Doctor Who's fandom has gone through some interesting growing pains over the last decade or so. Today's fans are a bit wary of being labelled as such, and some of them actively rebel against the attitudes they perceive others as expecting of them. DWM#351 seems to positively delight in this.
The main article this month a big interview with Paul McGann and Daphne Ashbrook about their memories of making the last episode to date back in 1996. In this interview, the editorial actually seems extremely pleased at McGann's assertion that, had he been offered the title role again in the new series, he would have turned it down! Scandal!
However the fan mentality is positively celebrated in Gareth Roberts' hilarious article Strange Love, Or: How I Learned To Stop Worrying And Love The Embarrassing And / Or Rubbish Bits Of Doctor Who! In it, he lays into all the worst aspects of Doctor Who's original 26-year run, and while I would obviously take him to task on a few pertinent issues, it's six pages of joyous laughing at oneself.

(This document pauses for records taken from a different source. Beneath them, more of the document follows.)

use std::env;
use std::path::PathBuf;
use std::time::Duration;

/// Environment variable overriding the preset directory
pub const DATA_DIR_ENV: &str = "QUIZ_AUTOFILL_DATA_DIR";

/// Environment variable overriding the pause between replayed steps, in milliseconds
pub const STEP_DELAY_ENV: &str = "QUIZ_AUTOFILL_STEP_DELAY_MS";

/// Environment variable selecting a visible browser window
pub const HEADED_ENV: &str = "QUIZ_AUTOFILL_HEADED";

/// Runtime settings shared by the binaries
#[derive(Debug, Clone, PartialEq, Eq)]
pub struct AutofillConfig {
    /// Directory holding the preset store and exports
    pub data_dir: PathBuf,

    /// Pause after each filled field while replaying into a live page
    pub step_delay: Duration,

    pub headless: bool,
}

impl Default for AutofillConfig {
    fn default() -> Self {
        Self {
            data_dir: PathBuf::from("./quiz-presets"),
            step_delay: Duration::from_millis(7),
            headless: true,
        }
    }
}

impl AutofillConfig {
    pub fn new() -> Self {
        Self::default()
    }

    /// Defaults overridden by the environment
    pub fn from_env() -> Self {
        Self::from_lookup(|key| env::var(key).ok())
    }

    fn from_lookup(lookup: impl Fn(&str) -> Option<String>) -> Self {
        let mut config = Self::default();

        if let Some(dir) = lookup(DATA_DIR_ENV).filter(|dir| !dir.trim().is_empty()) {
            config.data_dir = PathBuf::from(dir);
        }

        if let Some(raw) = lookup(STEP_DELAY_ENV) {
            match raw.trim().parse::<u64>() {
                Ok(ms) => config.step_delay = Duration::from_millis(ms),
                Err(e) => log::warn!("Ignoring {}={}: {}", STEP_DELAY_ENV, raw, e),
            }
        }

        if let Some(raw) = lookup(HEADED_ENV) {
            let headed = matches!(raw.trim().to_ascii_lowercase().as_str(), "1" | "true" | "yes" | "on");
            config.headless = !headed;
        }

        config
    }

    /// Set the data directory
    pub fn data_dir(mut self, dir: impl Into<PathBuf>) -> Self {
        self.data_dir = dir.into();
        self
    }

    /// Set the step delay
    pub fn step_delay(mut self, delay: Duration) -> Self {
        self.step_delay = delay;
        self
    }

    /// Set headless mode
    pub fn headless(mut self, headless: bool) -> Self {
        self.headless = headless;
        self
    }

    /// Directory for export files
    pub fn export_dir(&self) -> PathBuf {
        self.data_dir.join("exports")
    }
}

#[cfg(test)]
mod tests {
    use super::*;
    use std::collections::HashMap;

    #[test]
    fn test_defaults() {
        let config = AutofillConfig::default();
        assert_eq!(config.data_dir, PathBuf::from("./quiz-presets"));
        assert_eq!(config.step_delay, Duration::from_millis(7));
        assert!(config.headless);
    }

    #[test]
    fn test_environment_overrides() {
        let vars = HashMap::from([
            (DATA_DIR_ENV, "/tmp/presets"),
            (STEP_DELAY_ENV, "25"),
            (HEADED_ENV, "true"),
        ]);
        let config = AutofillConfig::from_lookup(|key| vars.get(key).map(|v| v.to_string()));
        assert_eq!(config.data_dir, PathBuf::from("/tmp/presets"));
        assert_eq!(config.step_delay, Duration::from_millis(25));
        assert!(!config.headless);
        assert_eq!(config.export_dir(), PathBuf::from("/tmp/presets/exports"));
    }

    #[test]
    fn test_bad_delay_keeps_default() {
        let config = AutofillConfig::from_lookup(|key| (key == STEP_DELAY_ENV).then(|| "fast".to_string()));
        assert_eq!(config.step_delay, Duration::from_millis(7));
    }

    #[test]
    fn test_builder() {
        let config = AutofillConfig::new()
            .data_dir("/data")
            .step_delay(Duration::ZERO)
            .headless(false);
        assert_eq!(config.data_dir, PathBuf::from("/data"));
        assert_eq!(config.step_delay, Duration::ZERO);
        assert!(!config.headless);
    }
}
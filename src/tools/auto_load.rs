use crate::error::Result;
use crate::tools::{Tool, ToolContext, ToolResult};
use schemars::JsonSchema;
use serde::{Deserialize, Serialize};

/// Parameters for the auto_load tool
#[derive(Debug, Clone, Default, Serialize, Deserialize, JsonSchema)]
pub struct AutoLoadParams {}

/// Look up the stored answer text for the active question
#[derive(Default)]
pub struct AutoLoadTool;

impl Tool for AutoLoadTool {
    type Params = AutoLoadParams;

    fn name(&self) -> &str {
        "auto_load"
    }

    fn execute_typed(&self, _params: AutoLoadParams, context: &mut ToolContext) -> Result<ToolResult> {
        let repository = context.repository()?;
        context.restore_active_quiz(&repository)?;

        let tree = context.snapshot()?;
        let presets = repository.load_or_empty();
        let loaded = context.session.auto_load(&tree, &presets)?;
        context.persist_active_quiz(&repository)?;

        Ok(ToolResult::success_with(serde_json::json!({
            "message": format!("Loaded {} from \"{}\"", loaded.question, loaded.quiz),
            "quiz": loaded.quiz,
            "question": loaded.question,
            "question_type": loaded.question_type,
            "text": loaded.text,
        })))
    }
}
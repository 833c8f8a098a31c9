use crate::error::Result;
use crate::tools::{Tool, ToolContext, ToolResult};
use schemars::JsonSchema;
use serde::{Deserialize, Serialize};

/// Parameters for the apply_answers tool
#[derive(Debug, Clone, Default, Serialize, Deserialize, JsonSchema)]
pub struct ApplyAnswersParams {
    /// Answer text as pasted by the user; when blank the stored preset is loaded
    #[serde(default)]
    pub text: Option<String>,
}

/// Fill the active question from answer text
#[derive(Default)]
pub struct ApplyAnswersTool;

impl Tool for ApplyAnswersTool {
    type Params = ApplyAnswersParams;

    fn name(&self) -> &str {
        "apply_answers"
    }

    fn execute_typed(&self, params: ApplyAnswersParams, context: &mut ToolContext) -> Result<ToolResult> {
        let repository = context.repository()?;
        context.restore_active_quiz(&repository)?;

        let mut tree = context.snapshot()?;
        let presets = repository.load_or_empty();
        let text = params.text.unwrap_or_default();

        let mut progress_steps = Vec::new();
        let mut progress = |percent: u8| progress_steps.push(percent);
        let applied = context.session.apply(&mut tree, &presets, &text, &mut progress)?;

        let replayed = context.commit(&mut tree)?;
        if applied.loaded.is_some() {
            context.persist_active_quiz(&repository)?;
        }

        let summary = applied.outcome.summary();
        let data = serde_json::json!({
            "message": summary,
            "question_type": applied.question_type,
            "loaded": applied.loaded,
            "outcome": applied.outcome,
            "mapping": applied.outcome.mapping(),
            "progress": progress_steps,
            "replayed": replayed,
        });

        if applied.outcome.applied_count() == 0 {
            return Ok(ToolResult::failure_with(summary, data));
        }
        Ok(ToolResult::success_with(data))
    }
}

My all-time 'behind the sofa' moment in Doctor Who isn't a Dalek emerging from the Thames, or a giant maggot bursting out of an egg and creeping up on Jo, and it isn't even the shocking revelation that Kalid was the Master all along. It's in Part One of Ghost Light, where Ace reveals of her friend Manisha's flat that "white kids firebombed it". I don't think there was a sofa in the world big enough for me to hide behind when she said that. Because in the middle of this typically hyperactive, incomprehensible, silly, noisy Doctor Who story, they were trying to be relevant, to 'get down wiv ver kidz' with the 'message' that 'Hey, racism is wrong'. Well slap me down with a feather, I'd never thought of that.
It makes the approaching new series sound dull by comparison.